# Brown areas on Phragmipedium besseae leaves



## Ghosthunt64 (Aug 18, 2013)

So, I've had this Phragmipedium besseae 'Big Bob' x 'Colossal' for a while now and it has recently taken off in light of the fact that I'm actually taking care of it now. This plant has had these brown spots for a while but I had always assumed that it was simple mechanical damage. Now, though, they appear to have become a little soft & sticky. I'm going to assume that whatever it is, the prescription will be "chop off the parts that are doing that, sterilize the wound, and see what happens," but I'd still like a second opinion...


----------



## keithrs (Aug 18, 2013)

I'm not one that's to good at telling by pic what the issue is, I would heat up(each cut) some scissors and chop the parts in question off.


----------



## Trithor (Aug 18, 2013)

Difficult to tell from a picture showing a leaf at a time. But those pale luscent areas are very worrying, they normally indicate cell damage from infection. Do you have any pictures of the leaf undersides? In the interim, I would isolate the plant.


----------



## ehanes7612 (Aug 18, 2013)

quite common, this happens with besseae when the plant is stressed (change your culture, maybe not enough water?)..usually doesnt go very far as besseae seems to have good counter measures (much better than paphs), ..I would just cut the affected region


----------



## Ghosthunt64 (Aug 18, 2013)

keithrs said:


> I'm not one that's to good at telling by pic what the issue is, I would heat up(each cut) some scissors and chop the parts in question off.



I plan on doing that as well as repotting it later today.



Trithor said:


> Difficult to tell from a picture showing a leaf at a time. But those pale luscent areas are very worrying, they normally indicate cell damage from infection.
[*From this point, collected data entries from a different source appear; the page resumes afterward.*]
//! # Common Types

use std::sync::Arc;

/// A merge rank, or a reserved special token id.
///
/// Lower ranks are merged first by downstream byte-pair encoders.
pub type Rank = u32;

cfg_if::cfg_if! {
    if #[cfg(feature = "ahash")] {
        /// Type Alias for hash maps in this crate.
        pub type BPHashMap<K, V> = ahash::AHashMap<K, V>;

        /// Type Alias for hash sets in this crate.
        pub type BPHashSet<V> = ahash::AHashSet<V>;
    } else {
        /// Type Alias for hash maps in this crate.
        pub type BPHashMap<K, V> = std::collections::HashMap<K, V>;

        /// Type Alias for hash sets in this crate.
        pub type BPHashSet<V> = std::collections::HashSet<V>;
    }
}

/// Create a new hash map with the given capacity.
pub fn hash_map_with_capacity<K, V>(capacity: usize) -> BPHashMap<K, V> {
    BPHashMap::with_capacity(capacity)
}

/// A map from token byte-sequence to merge [`Rank`].
pub type MergeRanks = BPHashMap<Vec<u8>, Rank>;

/// A shared, immutable [`MergeRanks`] table.
pub type SharedMergeRanks = Arc<MergeRanks>;

/// A map from reserved literal to special token id.
pub type SpecialTokens = BPHashMap<String, Rank>;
Do you have any pictures of the leaf undersides? In the interim, I would isolate the plant.








I isolated the plant as soon as I noticed the problem.


----------



## phraggy (Aug 18, 2013)

I would just cut the affected parts off and seal the wounds with wood glue. Keep the plant wet ( not damp ) and go easy on the fertilizer. Phrags are not big feeders and they show too much fert is being given by the drying and browning of leaf tips.

Ed


----------



## Ghosthunt64 (Aug 18, 2013)

phraggy said:


> I would just cut the affected parts off and seal the wounds with wood glue. Keep the plant wet ( not damp ) and go easy on the fertilizer. Phrags are not big feeders and they show too much fert is being given by the drying and browning of leaf tips.
> 
> Ed



Thanks, I've done as said and repotted it while I was at it. I'm keeping it isolated, just to be safe. Will keep you posted.


----------



## keithrs (Aug 18, 2013)

A hot knife or scissors will seal the wound...


----------



## Ghosthunt64 (Aug 18, 2013)

keithrs said:


> A hot knife or scissors will seal the wound...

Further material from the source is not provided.